Em um ponto de seu discurso, Lula foi claro: “nem chinês, nem americano, nem francês vai meter o dedo nas nossas terras raras”. Essa afirmação ocorre em um contexto delicado, onde o Brasil negocia com os Estados Unidos o impacto de tarifas impostas pelo governo anterior, que havia pressionado o país a restringir investimentos estrangeiros no setor de recursos estratégicos.
O presidente enfatizou que há muitas partes interessadas nas riquezas minerais brasileiras e defendeu que essas devem ser utilizadas para o benefício do povo. Para ele, o assunto das terras raras será uma prioridade, junto com a segurança nacional, caso retome a presidência.
Lula também abordou a questão da defesa, destacando a necessidade de aumentar os investimentos nesse âmbito. Ele citou a situação do presidente venezuelano Nicolás Maduro como um alerta para que o Brasil se prepare contra possíveis intervenções externas. “Eu quero estar preparado para que ninguém invada este país”, declarou.

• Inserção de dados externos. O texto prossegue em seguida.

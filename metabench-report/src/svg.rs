//! Minimal SVG document writer.

use std::fmt::{self, Write};

/// An RGB color.
#[derive(Clone, Copy, Debug, PartialEq, Eq)]
pub struct Rgb(pub u8, pub u8, pub u8);

impl fmt::Display for Rgb {
    fn fmt(&self, f: &mut fmt::Formatter<'_>) -> fmt::Result {
        write!(f, "#{:02x}{:02x}{:02x}", self.0, self.1, self.2)
    }
}

/// Horizontal alignment of text relative to its anchor point.
#[derive(Clone, Copy, Debug)]
pub enum Anchor {
    Start,
    Middle,
    End,
}

impl Anchor {
    fn as_str(self) -> &'static str {
        match self {
            Anchor::Start => "start",
            Anchor::Middle => "middle",
            Anchor::End => "end",
        }
    }
}

/// Text styling for [`Svg::text`].
#[derive(Clone, Copy, Debug)]
pub struct TextStyle<'a> {
    pub size: f64,
    pub fill: Rgb,
    pub anchor: Anchor,
    pub class: Option<&'a str>,
}

impl Default for TextStyle<'_> {
    fn default() -> Self {
        Self {
            size: 12.0,
            fill: Rgb(0, 0, 0),
            anchor: Anchor::Start,
            class: None,
        }
    }
}

#[derive(Debug)]
pub struct Svg {
    out: String,
}

impl Svg {
    pub fn new(width: f64, height: f64, style: &str) -> Result<Self, fmt::Error> {
        let mut out = String::new();
        writeln!(
            out,
            r#"<svg xmlns="http://www.w3.org/2000/svg" width="{width:.0}" height="{height:.0}" viewBox="0 0 {width:.0} {height:.0}">"#
        )?;
        writeln!(out, "<style>{style}</style>")?;
        Ok(Self { out })
    }

    pub fn text(&mut self, x: f64, y: f64, style: TextStyle<'_>, content: &str) -> fmt::Result {
        write!(
            self.out,
            r#"<text x="{x:.2}" y="{y:.2}" font-size="{:.0}" fill="{}" text-anchor="{}" dominant-baseline="middle""#,
            style.size,
            style.fill,
            style.anchor.as_str(),
        )?;
        if let Some(class) = style.class {
            write!(self.out, r#" class="{class}""#)?;
        }
        writeln!(self.out, ">{}</text>", Escaped(content))
    }

    pub fn rect(&mut self, x: f64, y: f64, width: f64, height: f64, stroke: Rgb, fill: Rgb) -> fmt::Result {
        writeln!(
            self.out,
            r#"<rect x="{x:.2}" y="{y:.2}" width="{width:.2}" height="{height:.2}" stroke="{stroke}" fill="{fill}"/>"#
        )
    }

    pub fn line(&mut self, from: (f64, f64), to: (f64, f64), stroke: Rgb) -> fmt::Result {
        writeln!(
            self.out,
            r#"<line x1="{:.2}" y1="{:.2}" x2="{:.2}" y2="{:.2}" stroke="{stroke}" stroke-width="0.5"/>"#,
            from.0, from.1, to.0, to.1
        )
    }

    pub fn polyline(
        &mut self,
        points: impl IntoIterator<Item = (f64, f64)>,
        stroke: Rgb,
        title: &str,
    ) -> fmt::Result {
        self.out.push_str(r#"<polyline points=""#);
        for (i, (x, y)) in points.into_iter().enumerate() {
            if i > 0 {
                self.out.push(' ');
            }
            write!(self.out, "{x:.2},{y:.2}")?;
        }
        writeln!(
            self.out,
            r#"" fill="none" stroke="{stroke}" stroke-width="1"><title>{}</title></polyline>"#,
            Escaped(title)
        )
    }

    pub fn finish(mut self) -> String {
        self.out.push_str("</svg>\n");
        self.out
    }
}

/// Escapes XML special characters.
struct Escaped<'a>(&'a str);

impl fmt::Display for Escaped<'_> {
    fn fmt(&self, f: &mut fmt::Formatter<'_>) -> fmt::Result {
        for c in self.0.chars() {
            match c {
                '&' => f.write_str("&amp;")?,
                '<' => f.write_str("&lt;")?,
                '>' => f.write_str("&gt;")?,
                '"' => f.write_str("&quot;")?,
                '\'' => f.write_str("&apos;")?,
                c => f.write_char(c)?,
            }
        }
        Ok(())
    }
}
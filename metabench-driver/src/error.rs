use metabench_types::Scenario;
use thiserror::Error;

use crate::metabase::MetabaseError;

/// Errors that abort a benchmark phase.
#[derive(Debug, Error)]
pub enum DriverError {
    /// A metabase operation failed while benchmarking a scenario.
    #[error("{operation} failed ({scenario})")]
    Operation {
        /// Name of the failed operation, e.g. `"begin object"`.
        operation: &'static str,
        /// The scenario that was being benchmarked.
        scenario: Scenario,
        /// The error returned by the metabase.
        #[source]
        source: MetabaseError,
    },

    /// The metabase could not be prepared for the benchmark.
    #[error("failed to migrate metabase")]
    Migration(#[source] MetabaseError),
}

impl DriverError {
    /// The scenario the error occurred in, if any.
    pub fn scenario(&self) -> Option<Scenario> {
        match self {
            DriverError::Operation { scenario, .. } => Some(*scenario),
            DriverError::Migration(_) => None,
        }
    }
}

/// Result type for benchmark phases.
pub type DriverResult<T> = Result<T, DriverError>;

/// Returns a closure that wraps a [`MetabaseError`] with the operation and scenario.
pub(crate) fn operation(
    operation: &'static str,
    scenario: Scenario,
) -> impl FnOnce(MetabaseError) -> DriverError {
    move |source| DriverError::Operation {
        operation,
        scenario,
        source,
    }
}
//! Shared data model of the metabase benchmark.
//!
//! A benchmark run produces one [`Measurement`] per [`Scenario`] and phase. Every measurement
//! holds a list of named [`OperationResult`]s, each being the raw sequence of durations that
//! were recorded for one logical operation such as `"Begin Object"`.
//!
//! A full run, either live or loaded from a saved file, is a [`BenchmarkResult`]. Saved runs use
//! a JSON array of measurements, see the [`run`] module for the wire format.
#![warn(missing_docs)]
#![warn(missing_debug_implementations)]

pub mod error;
pub mod measurement;
pub mod run;
pub mod scenario;

pub use error::LoadError;
pub use measurement::{Measurement, OperationResult, Recorder};
pub use run::BenchmarkResult;
pub use scenario::Scenario;
//! The `metabase-benchmark` command line tool.
//!
//! It either benchmarks a metabase or loads previously saved runs, and renders the
//! measurements in any number of output formats. See [`config`] for the available settings.

pub mod cli;
pub mod config;
pub mod observability;
pub mod output;
pub mod runs;
//! Configuration for the benchmark binary.
//!
//! Configuration is layered with the following precedence (highest to lowest):
//!
//! 1. Command line flags
//! 2. Environment variables (prefixed with `MB__`)
//! 3. YAML configuration file (specified via `-c` or `--config` flag)
//! 4. Defaults
//!
//! # Environment Variables
//!
//! Environment variables use `MB__` as a prefix and double underscores (`__`) to denote nested
//! configuration structures. For example:
//!
//! - `MB__DATABASE_URL=memory://` selects the metabase
//! - `MB__COUNT=10` uploads ten objects per scenario
//! - `MB__HISTOGRAM__CLAMP_PERCENTILE=0.99` clamps the displayed maximum
//!
//! # YAML Configuration File
//!
//! ```yaml
//! database_url: memory://
//! count: 10
//! max_duration: 30s
//! parts_variants: [1, 2]
//! segment_variants: [0, 1, 11]
//!
//! histogram:
//!   clamp_percentile: 0.99
//! ```

use std::path::Path;

use anyhow::Result;
use figment::providers::{Env, Format, Serialized, Yaml};
use metabench_driver::BenchmarkConfig;
use metabench_report::RenderOptions;
use serde::{Deserialize, Serialize};

/// Environment variable prefix for all configuration options.
const ENV_PREFIX: &str = "MB__";

/// Configuration of a benchmark invocation.
#[derive(Clone, Debug, PartialEq, Serialize, Deserialize)]
#[serde(default)]
pub struct Config {
    /// URL of the metabase under benchmark.
    ///
    /// # Default
    ///
    /// `memory://`
    pub database_url: String,

    /// Scenarios and limits of the benchmark run.
    #[serde(flatten)]
    pub benchmark: BenchmarkConfig,

    /// Statistics and plot layout of the rendered outputs.
    #[serde(flatten)]
    pub render: RenderOptions,
}

impl Default for Config {
    fn default() -> Self {
        Self {
            database_url: "memory://".into(),
            benchmark: BenchmarkConfig::default(),
            render: RenderOptions::default(),
        }
    }
}

impl Config {
    /// Loads the configuration from defaults, an optional YAML file and the environment.
    pub fn load(path: Option<&Path>) -> Result<Self> {
        let mut figment = figment::Figment::from(Serialized::defaults(Config::default()));
        if let Some(path) = path {
            figment = figment.merge(Yaml::file(path));
        }
        let config = figment
            .merge(Env::prefixed(ENV_PREFIX).split("__"))
            .extract()?;

        Ok(config)
    }
}

#[cfg(test)]
mod tests {
    use std::io::Write;
    use std::time::Duration;

    use super::*;

    #[test]
    fn defaults() {
        figment::Jail::expect_with(|_jail| {
            let config = Config::load(None).unwrap();

            assert_eq!(config.database_url, "memory://");
            assert_eq!(config.benchmark.count, 50);
            assert_eq!(config.benchmark.max_duration, Duration::from_secs(120));
            assert_eq!(config.benchmark.bucket_name, "benchmark");
            assert_eq!(config.benchmark.parts_variants, [1, 2, 10]);
            assert_eq!(config.benchmark.segment_variants, [0, 1, 2, 3, 11]);
            assert_eq!(config.benchmark.redundancy.total_shares, 90);
            assert!(config.benchmark.progress);
            assert_eq!(config.render.histogram.bin_count, 10);
            assert_eq!(config.render.histogram.clamp_percentile, Some(0.999));
            assert_eq!(config.render.plot.percentile_power, 2.0);

            Ok(())
        });
    }

    #[test]
    fn configurable_via_env() {
        figment::Jail::expect_with(|jail| {
            jail.set_env("MB__DATABASE_URL", "memory://other");
            jail.set_env("MB__COUNT", "7");
            jail.set_env("MB__MAX_DURATION", "30s");
            jail.set_env("MB__PROJECT_ID", "67e55044-10b1-426f-9247-bb680e5fe0c8");
            jail.set_env("MB__PARTS_VARIANTS", "[1, 3]");
            jail.set_env("MB__REDUNDANCY__OPTIMAL_SHARES", "40");
            jail.set_env("MB__HISTOGRAM__CLAMP_PERCENTILE", "0.99");
            jail.set_env("MB__PLOT__PERCENTILE_POWER", "3");

            let config = Config::load(None).unwrap();

            assert_eq!(config.database_url, "memory://other");
            assert_eq!(config.benchmark.count, 7);
            assert_eq!(config.benchmark.max_duration, Duration::from_secs(30));
            assert_eq!(
                config.benchmark.project_id.to_string(),
                "67e55044-10b1-426f-9247-bb680e5fe0c8"
            );
            assert_eq!(config.benchmark.parts_variants, [1, 3]);
            assert_eq!(config.benchmark.redundancy.optimal_shares, 40);
            assert_eq!(config.benchmark.redundancy.required_shares, 29);
            assert_eq!(config.render.histogram.clamp_percentile, Some(0.99));
            assert_eq!(config.render.plot.percentile_power, 3.0);

            Ok(())
        });
    }

    #[test]
    fn configurable_via_yaml() {
        let mut tempfile = tempfile::NamedTempFile::new().unwrap();
        tempfile
            .write_all(
                br#"
            count: 3
            max_duration: 1m 30s
            segment_variants: [0, 11]
            progress: false
            histogram:
                bin_count: 20
            "#,
            )
            .unwrap();

        figment::Jail::expect_with(|_jail| {
            let config = Config::load(Some(tempfile.path())).unwrap();

            assert_eq!(config.benchmark.count, 3);
            assert_eq!(config.benchmark.max_duration, Duration::from_secs(90));
            assert_eq!(config.benchmark.segment_variants, [0, 11]);
            assert!(!config.benchmark.progress);
            assert_eq!(config.render.histogram.bin_count, 20);
            // untouched nested values keep their defaults
            assert!(config.render.histogram.nice_range);

            Ok(())
        });
    }

    #[test]
    fn env_overrides_yaml() {
        let mut tempfile = tempfile::NamedTempFile::new().unwrap();
        tempfile
            .write_all(
                br#"
            count: 3
            bucket_name: from-yaml
            "#,
            )
            .unwrap();

        figment::Jail::expect_with(|jail| {
            jail.set_env("MB__COUNT", "9");

            let config = Config::load(Some(tempfile.path())).unwrap();

            assert_eq!(config.benchmark.count, 9);
            assert_eq!(config.benchmark.bucket_name, "from-yaml");

            Ok(())
        });
    }
}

Além disso, o candidato ressaltou a importância de a esquerda brasileira encarar suas responsabilidades em relação à defesa e criticou a percepção de que o Executivo deve se distanciar desse tema. Lula mencionou ainda a tendência de perda de poder do Executivo diante do Congresso e prometeu uma disputa em relação às emendas parlamentares em um novo governo.
A convenção contou com a presença de diversas lideranças do partido e aliados, entre eles o vice-presidente Geraldo Alckmin, que destacou a relevância das eleições de 2022 para o futuro da democracia no Brasil. Também participaram do evento figuras como Fernando Haddad, Marina Silva, Simone Tebet, Benedita da Silva e Márcio França.
A chapa de Lula à reeleição contará com apoio de várias federações e partidos, incluindo a aliança com o PSB e a manutenção de Alckmin como vice. A mobilização demonstra o propósito do PT em fortalecer sua posição para os desafios que se avizinham.